In fact, Scalia helped ensure that Lamer’s dismissal of originalism would remain the rule in Canada. As a school of constitutional interpretation, originalism became so associated with Antonin Scalia and his absolutist, brash, no-holds-barred approach that it became difficult if not impossible for any proponents of a Canadian variant to be taken seriously. “Scalia” simply did not translate north of the border, neither in style nor in substance.

American originalism is a response to the issue of judicial review—the power to strike down laws as being inconsistent with the Constitution—which is not mentioned under the U.S. Constitution. In Canada, however, judicial review has been accepted since Confederation. The Judicial Committee of the Privy Council in London struck down Canadian-made laws with frequency—some would say willful abandon—before appeals to that body were abolished in 1949. Canadian criticisms of the Judicial Committee took a very different flavour than American criticisms of their Supreme Court. American critics of judicial review were concerned about the legitimacy of unelected judges exercising policy choices. Canadian critics of the Judicial Committee expressed concern about foreign judges making decisions about Canada with little or no knowledge of our country.
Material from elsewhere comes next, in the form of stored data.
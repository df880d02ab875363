use axum::{Router, routing::get};
use tower_http::cors::CorsLayer;
use tower_http::trace::TraceLayer;

use super::health;
use super::state::AppState;
use super::v1;

/// Create the application router
pub fn create_router(state: AppState) -> Router {
    Router::new()
        .route("/health", get(health::health_check))
        .route("/live", get(health::live_check))
        .nest("/v1", v1::create_v1_router())
        .with_state(state)
        .layer(TraceLayer::new_for_http())
        .layer(CorsLayer::permissive())
}
//! Serve command - runs the HTTP API server

use std::net::SocketAddr;

use tokio::net::TcpListener;
use tracing::info;

use crate::api::router::create_router;
use crate::config::AppConfig;
use crate::infrastructure::logging;

/// Run the API server until interrupted
pub async fn run() -> anyhow::Result<()> {
    dotenvy::dotenv().ok();

    let config = AppConfig::load().unwrap_or_default();
    logging::init_logging(&config.logging);

    let state = crate::create_app_state(&config)?;
    let app = create_router(state);

    let addr = build_socket_addr(&config)?;
    info!("Starting server on {}", addr);

    let listener = TcpListener::bind(addr).await?;
    axum::serve(listener, app).await?;

    Ok(())
}

fn build_socket_addr(config: &AppConfig) -> anyhow::Result<SocketAddr> {
    Ok(SocketAddr::from((
        config.server.host.parse::<std::net::IpAddr>()?,
        config.server.port,
    )))
}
It is a huge misstatement of the historical record to say that those involved in the debates around patriation and the enactment of a Charter of Rights and Freedoms did not know that it would involve a massive transfer of power from Parliament to the courts. I have spent the last few years poring over the debates of the Special Joint Committee of the Senate and the House of the Commons on the Constitution, 1980-81. These are Canada’s answer to the heralded Federalist Papers that form the core of the American originalist canon. It is hard to imagine any subject that was clearer than that of judicial review. Those who opposed a constitutionally entrenched charter opposed it because it would transfer power to unelected judges. Those who supported an entrenched charter feared that those same judges would not be up to the job.
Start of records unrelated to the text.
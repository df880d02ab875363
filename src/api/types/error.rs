//! API error types and the mapping from domain errors to HTTP statuses.
//!
//! Gateway semantics: a timeout on the LLM call surfaces as 504, transport
//! and upstream-HTTP faults as 502, and parse failures (after the retry
//! budget is spent) as 502 with diagnostic detail. Anything unexpected is a
//! generic 500 with no internal detail leaked.

use axum::{
    Json as AxumJson,
    http::StatusCode,
    response::{IntoResponse, Response},
};
use serde::{Deserialize, Serialize};

use crate::domain::DomainError;

/// Error categories surfaced to API callers
#[derive(Debug, Clone, Copy, PartialEq, Eq, Serialize, Deserialize)]
#[serde(rename_all = "snake_case")]
pub enum ApiErrorType {
    InvalidRequestError,
    UpstreamTimeoutError,
    UpstreamError,
    GenerationError,
    ServerError,
}

impl std::fmt::Display for ApiErrorType {
    fn fmt(&self, f: &mut std::fmt::Formatter<'_>) -> std::fmt::Result {
        match self {
            Self::InvalidRequestError => write!(f, "invalid_request_error"),
            Self::UpstreamTimeoutError => write!(f, "upstream_timeout_error"),
            Self::UpstreamError => write!(f, "upstream_error"),
            Self::GenerationError => write!(f, "generation_error"),
            Self::ServerError => write!(f, "server_error"),
        }
    }
}

/// Error response envelope
#[derive(Debug, Clone, Serialize, Deserialize)]
pub struct ApiErrorResponse {
    pub error: ApiErrorDetail,
}

/// Error detail structure
#[derive(Debug, Clone, Serialize, Deserialize)]
pub struct ApiErrorDetail {
    pub message: String,
    #[serde(rename = "type")]
    pub error_type: ApiErrorType,
    #[serde(skip_serializing_if = "Option::is_none")]
    pub param: Option<String>,
}

/// API error with status code
#[derive(Debug)]
pub struct ApiError {
    pub status: StatusCode,
    pub response: ApiErrorResponse,
}

impl ApiError {
    pub fn new(status: StatusCode, error_type: ApiErrorType, message: impl Into<String>) -> Self {
        Self {
            status,
            response: ApiErrorResponse {
                error: ApiErrorDetail {
                    message: message.into(),
                    error_type,
                    param: None,
                },
            },
        }
    }

    pub fn with_param(mut self, param: impl Into<String>) -> Self {
        self.response.error.param = Some(param.into());
        self
    }

    pub fn bad_request(message: impl Into<String>) -> Self {
        Self::new(
            StatusCode::BAD_REQUEST,
            ApiErrorType::InvalidRequestError,
            message,
        )
    }

    pub fn gateway_timeout(message: impl Into<String>) -> Self {
        Self::new(
            StatusCode::GATEWAY_TIMEOUT,
            ApiErrorType::UpstreamTimeoutError,
            message,
        )
    }

    pub fn bad_gateway(error_type: ApiErrorType, message: impl Into<String>) -> Self {
        Self::new(StatusCode::BAD_GATEWAY, error_type, message)
    }

    pub fn internal() -> Self {
        Self::new(
            StatusCode::INTERNAL_SERVER_ERROR,
            ApiErrorType::ServerError,
            "Internal server error",
        )
    }
}

impl IntoResponse for ApiError {
    fn into_response(self) -> Response {
        (self.status, AxumJson(self.response)).into_response()
    }
}

impl From<DomainError> for ApiError {
    fn from(err: DomainError) -> Self {
        match &err {
            DomainError::Timeout { .. } => Self::gateway_timeout(err.to_string()),
            DomainError::Network { .. } | DomainError::UpstreamHttp { .. } => {
                Self::bad_gateway(ApiErrorType::UpstreamError, err.to_string())
            }
            DomainError::Parse { .. } => {
                Self::bad_gateway(ApiErrorType::GenerationError, err.to_string())
            }
            DomainError::Validation { message } => Self::bad_request(message),
            DomainError::Configuration { .. } => Self::internal(),
        }
    }
}

impl std::fmt::Display for ApiError {
    fn fmt(&self, f: &mut std::fmt::Formatter<'_>) -> std::fmt::Result {
        write!(
            f,
            "{}: {}",
            self.response.error.error_type, self.response.error.message
        )
    }
}

impl std::error::Error for ApiError {}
Canadian legal conservatives ignore this history and fall into a “Scalia-trap” of trying to use the same arguments in Canada that work south of the border. But they don’t. The issue of judicial review was settled—democratically—in 1982, and many conservative legal criticisms of the Charter and of the Supreme Court have the odour of sour grapes over a battle that was already fought and lost. Legal conservatives also have difficulty because Scalia’s style was so acidic, so decidedly un-Canadian. The challenge for Canadian legal conservatives is to find a way to break free from the Scalia death grip and chart a distinctly Canadian course of legal conservatism.
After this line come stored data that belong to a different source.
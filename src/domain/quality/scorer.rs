//! Five-dimension heuristic scoring.
//!
//! | dimension        | weight | heuristic                                   |
//! |------------------|--------|---------------------------------------------|
//! | quantity         | 0.20   | saturates at 3+ generated cases             |
//! | steps_depth      | 0.25   | average steps per case, saturates at 3      |
//! | preconditions    | 0.20   | penalizes generic or terse preconditions    |
//! | expected_results | 0.20   | penalizes vague, unverifiable phrasing      |
//! | diversity        | 0.15   | unique words across titles (topic coverage) |

use std::collections::HashSet;

use serde::{Deserialize, Serialize};

use super::ScoringConfig;
use crate::domain::test_case::TestCase;

const WEIGHT_QUANTITY: f64 = 0.20;
const WEIGHT_STEPS_DEPTH: f64 = 0.25;
const WEIGHT_PRECONDITIONS: f64 = 0.20;
const WEIGHT_EXPECTED_RESULTS: f64 = 0.20;
const WEIGHT_DIVERSITY: f64 = 0.15;

/// Quality band derived from the aggregate score
#[derive(Debug, Clone, Copy, PartialEq, Eq, Serialize, Deserialize)]
#[serde(rename_all = "snake_case")]
pub enum QualityLabel {
    High,
    Medium,
    NeedsImprovement,
}

impl QualityLabel {
    fn from_score(score: f64) -> Self {
        let pct = (score * 100.0).round();
        if pct >= 75.0 {
            Self::High
        } else if pct >= 50.0 {
            Self::Medium
        } else {
            Self::NeedsImprovement
        }
    }
}

/// Per-dimension sub-scores, each in [0, 1]
#[derive(Debug, Clone, PartialEq, Serialize, Deserialize)]
pub struct QualityDimensions {
    pub quantity: f64,
    pub steps_depth: f64,
    pub preconditions: f64,
    pub expected_results: f64,
    pub diversity: f64,
}

/// Quality assessment of one generated test case set
#[derive(Debug, Clone, PartialEq, Serialize, Deserialize)]
pub struct QualityReport {
    pub score: f64,
    pub label: QualityLabel,
    pub dimensions: QualityDimensions,
}

/// Score a validated, non-empty set of test cases.
///
/// Pure and deterministic: identical input always yields an identical
/// report. The caller guarantees a non-empty slice (the schema validator
/// rejects empty sets upstream).
pub fn score_test_cases(test_cases: &[TestCase], config: &ScoringConfig) -> QualityReport {
    debug_assert!(!test_cases.is_empty());
    let n = test_cases.len() as f64;

    let quantity = (n / 3.0).min(1.0);

    let steps_depth = test_cases
        .iter()
        .map(|tc| (tc.steps.len() as f64 / 3.0).min(1.0))
        .sum::<f64>()
        / n;

    let preconditions = test_cases
        .iter()
        .map(|tc| precondition_score(tc, config))
        .sum::<f64>()
        / n;

    let expected_results = test_cases
        .iter()
        .map(|tc| expected_result_score(tc, config))
        .sum::<f64>()
        / n;

    let diversity = title_diversity(test_cases);

    let score = round4(
        quantity * WEIGHT_QUANTITY
            + steps_depth * WEIGHT_STEPS_DEPTH
            + preconditions * WEIGHT_PRECONDITIONS
            + expected_results * WEIGHT_EXPECTED_RESULTS
            + diversity * WEIGHT_DIVERSITY,
    );

    QualityReport {
        score,
        label: QualityLabel::from_score(score),
        dimensions: QualityDimensions {
            quantity: round4(quantity),
            steps_depth: round4(steps_depth),
            preconditions: round4(preconditions),
            expected_results: round4(expected_results),
            diversity: round4(diversity),
        },
    }
}

fn precondition_score(tc: &TestCase, config: &ScoringConfig) -> f64 {
    let text = tc.preconditions.trim();
    if config.is_generic_precondition(text) {
        0.2
    } else if text.chars().count() > 25 {
        1.0
    } else {
        0.6
    }
}

fn expected_result_score(tc: &TestCase, config: &ScoringConfig) -> f64 {
    let vague = config.vague_matches(&tc.expected_result);
    if vague == 0 && tc.expected_result.chars().count() > 35 {
        1.0
    } else if vague <= 1 {
        0.7
    } else {
        0.3
    }
}

fn title_diversity(test_cases: &[TestCase]) -> f64 {
    let words: HashSet<String> = test_cases
        .iter()
        .flat_map(|tc| {
            tc.title
                .to_lowercase()
                .split_whitespace()
                .map(str::to_string)
                .collect::<Vec<_>>()
        })
        .collect();

    (words.len() as f64 / (test_cases.len() as f64 * 3.0)).min(1.0)
}

fn round4(value: f64) -> f64 {
    (value * 10_000.0).round() / 10_000.0
}

#[cfg(test)]
mod tests {
    use super::*;

    fn make_case(title: &str) -> TestCase {
        TestCase {
            title: title.to_string(),
            preconditions: "User is on the registration page with valid data".to_string(),
            steps: vec![
                "Fill in the form".to_string(),
                "Submit the registration".to_string(),
                "Open the confirmation email".to_string(),
            ],
            expected_result: "System displays a confirmation and sends a verification email"
                .to_string(),
        }
    }

    fn scoring() -> ScoringConfig {
        ScoringConfig::default()
    }

    #[test]
    fn test_high_quality_set() {
        let cases = vec![
            make_case("Happy path registration"),
            make_case("Email already registered error"),
            make_case("Edge case empty form submission"),
            make_case("Security SQL injection attempt"),
        ];

        let report = score_test_cases(&cases, &scoring());
        assert!(report.score >= 0.70, "score was {}", report.score);
        assert_eq!(report.label, QualityLabel::High);
    }

    #[test]
    fn test_vague_expected_results_penalized() {
        let mut first = make_case("Vague one");
        first.expected_result = "It works correctly and everything is ok".to_string();
        let mut second = make_case("Vague two");
        second.expected_result = "Works fine and success is shown".to_string();

        let report = score_test_cases(&[first, second], &scoring());
        assert!(report.dimensions.expected_results < 0.8);
    }

    #[test]
    fn test_generic_preconditions_penalized() {
        let mut first = make_case("Generic one");
        first.preconditions = "N/A".to_string();
        let mut second = make_case("Generic two");
        second.preconditions = "the user is logged in".to_string();

        let report = score_test_cases(&[first, second], &scoring());
        assert!(report.dimensions.preconditions < 0.5);
    }

    #[test]
    fn test_terse_but_specific_precondition_scores_middle() {
        let mut case = make_case("Terse precondition");
        case.preconditions = "Cart has two items".to_string();

        let report = score_test_cases(&[case], &scoring());
        assert_eq!(report.dimensions.preconditions, 0.6);
    }

    #[test]
    fn test_all_dimensions_in_range() {
        let cases = vec![make_case("Same title"); 4];
        let report = score_test_cases(&cases, &scoring());

        let d = &report.dimensions;
        for value in [
            d.quantity,
            d.steps_depth,
            d.preconditions,
            d.expected_results,
            d.diversity,
        ] {
            assert!((0.0..=1.0).contains(&value), "{value}");
        }
        assert!((0.0..=1.0).contains(&report.score));
    }

    #[test]
    fn test_deterministic() {
        let cases = vec![
            make_case("Happy path checkout"),
            make_case("Declined card error"),
        ];
        let first = score_test_cases(&cases, &scoring());
        let second = score_test_cases(&cases, &scoring());
        assert_eq!(first, second);
    }

    #[test]
    fn test_medium_label() {
        let case = TestCase {
            title: "Password reset request".to_string(),
            preconditions: "None".to_string(),
            steps: vec!["Open the form".to_string(), "Submit it".to_string()],
            expected_result: "A reset link is sent to the registered address and it works"
                .to_string(),
        };

        let report = score_test_cases(&[case], &scoring());
        assert_eq!(report.label, QualityLabel::Medium);
    }

    #[test]
    fn test_needs_improvement_label() {
        let case = TestCase {
            title: "Login".to_string(),
            preconditions: "None".to_string(),
            steps: vec!["Open the page".to_string(), "Log in".to_string()],
            expected_result: "Everything works fine and looks good".to_string(),
        };

        let report = score_test_cases(&[case], &scoring());
        assert_eq!(report.label, QualityLabel::NeedsImprovement);
    }

    #[test]
    fn test_score_is_rounded_to_four_decimals() {
        let cases = vec![make_case("Rounding check case")];
        let report = score_test_cases(&cases, &scoring());
        let rescaled = report.score * 10_000.0;
        assert!((rescaled - rescaled.round()).abs() < 1e-9);
    }

    #[test]
    fn test_label_serialization() {
        assert_eq!(
            serde_json::to_string(&QualityLabel::NeedsImprovement).unwrap(),
            "\"needs_improvement\""
        );
        assert_eq!(serde_json::to_string(&QualityLabel::High).unwrap(), "\"high\"");
    }
}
For their part, Canadian legal progressives have fallen into a different sort of “Scalia-trap”. There is much in the debates surrounding the enactment of the Charter that would serve their cause. In fact, the proceedings before the Joint Committee have often been characterized as an attempt to broaden the scope of rights under the Charter. There is so much ammunition for progressives in the records of those proceedings, but they have seemed unwilling to draw upon this arsenal because to do so might be dismissed as “originalist” and “Scalia-like”. They have left Justice Lamer’s 1985 statement unchallenged for three decades, to their detriment.

Finally, for centrists, including many members of the Supreme Court, Scalia has blocked them from considering the history of the Charter’s enactment as they interpret its provisions. It seems that virtually any source is a legitimate tool for constitutional interpretation—John Locke, international treaties, even law professors—except what those involved in the making of the Charter actually said about its contents.

While Antonin Scalia did not spend much time writing about Canadian law, Canadian lawyers and judges have spent much time thinking about him—whether they have realized it or not.

Adam Dodek
Adam Dodek is a law professor at the University of Ottawa and the author of The Canadian Constitution.